◆ **Problem details**:
Go through the records below and copy out every line that contains the word "tracing".

◆ **Task inputs**:
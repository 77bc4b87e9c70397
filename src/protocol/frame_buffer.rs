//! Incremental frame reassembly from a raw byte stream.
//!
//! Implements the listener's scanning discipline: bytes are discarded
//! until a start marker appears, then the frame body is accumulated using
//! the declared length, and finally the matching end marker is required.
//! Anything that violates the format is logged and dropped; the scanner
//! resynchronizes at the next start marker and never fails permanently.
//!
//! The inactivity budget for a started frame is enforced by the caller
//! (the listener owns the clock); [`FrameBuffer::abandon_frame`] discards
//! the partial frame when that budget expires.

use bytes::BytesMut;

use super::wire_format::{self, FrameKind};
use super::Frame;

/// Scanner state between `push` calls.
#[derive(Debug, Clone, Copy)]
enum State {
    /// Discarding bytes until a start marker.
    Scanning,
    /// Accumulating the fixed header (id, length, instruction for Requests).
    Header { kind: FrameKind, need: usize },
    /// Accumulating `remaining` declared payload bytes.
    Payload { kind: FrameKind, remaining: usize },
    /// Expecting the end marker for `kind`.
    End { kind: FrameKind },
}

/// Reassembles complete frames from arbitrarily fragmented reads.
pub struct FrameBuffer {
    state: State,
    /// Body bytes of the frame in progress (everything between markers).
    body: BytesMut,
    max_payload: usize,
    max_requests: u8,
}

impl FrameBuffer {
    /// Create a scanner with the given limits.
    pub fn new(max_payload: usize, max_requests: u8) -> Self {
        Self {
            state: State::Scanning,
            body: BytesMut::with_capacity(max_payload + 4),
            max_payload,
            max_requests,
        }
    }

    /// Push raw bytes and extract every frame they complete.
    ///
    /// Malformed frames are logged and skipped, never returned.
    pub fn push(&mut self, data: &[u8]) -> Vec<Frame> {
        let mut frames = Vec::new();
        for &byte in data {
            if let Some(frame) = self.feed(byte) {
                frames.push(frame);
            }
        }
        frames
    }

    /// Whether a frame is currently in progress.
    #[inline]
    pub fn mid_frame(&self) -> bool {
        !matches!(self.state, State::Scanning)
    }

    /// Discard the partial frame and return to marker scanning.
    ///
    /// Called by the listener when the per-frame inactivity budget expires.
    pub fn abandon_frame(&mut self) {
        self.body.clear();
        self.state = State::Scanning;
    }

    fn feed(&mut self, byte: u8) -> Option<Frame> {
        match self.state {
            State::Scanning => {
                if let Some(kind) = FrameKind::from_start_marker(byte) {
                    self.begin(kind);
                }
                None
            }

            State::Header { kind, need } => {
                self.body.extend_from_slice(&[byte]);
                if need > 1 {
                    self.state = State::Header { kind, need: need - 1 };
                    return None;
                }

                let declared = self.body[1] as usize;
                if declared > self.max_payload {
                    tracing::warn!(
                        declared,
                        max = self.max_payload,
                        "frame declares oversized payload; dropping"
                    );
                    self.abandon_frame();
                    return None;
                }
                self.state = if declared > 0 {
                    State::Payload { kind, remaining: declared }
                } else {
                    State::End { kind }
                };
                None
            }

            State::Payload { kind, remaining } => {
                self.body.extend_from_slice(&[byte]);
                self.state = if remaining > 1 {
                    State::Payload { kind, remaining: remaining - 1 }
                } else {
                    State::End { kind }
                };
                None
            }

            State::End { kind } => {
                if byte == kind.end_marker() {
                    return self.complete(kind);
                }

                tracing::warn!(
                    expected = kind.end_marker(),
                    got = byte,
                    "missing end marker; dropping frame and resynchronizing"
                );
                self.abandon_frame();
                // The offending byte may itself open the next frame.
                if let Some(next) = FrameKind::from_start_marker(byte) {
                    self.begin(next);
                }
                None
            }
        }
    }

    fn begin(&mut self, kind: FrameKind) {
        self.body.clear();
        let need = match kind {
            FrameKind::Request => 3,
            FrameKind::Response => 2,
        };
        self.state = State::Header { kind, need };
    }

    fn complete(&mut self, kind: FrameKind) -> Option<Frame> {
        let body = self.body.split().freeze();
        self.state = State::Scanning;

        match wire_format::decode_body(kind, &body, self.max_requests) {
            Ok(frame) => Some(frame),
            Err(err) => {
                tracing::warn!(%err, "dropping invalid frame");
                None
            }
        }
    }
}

◆ **Task result**:
                    tracing::warn!(
                tracing::warn!(
                tracing::warn!(%err, "dropping invalid frame");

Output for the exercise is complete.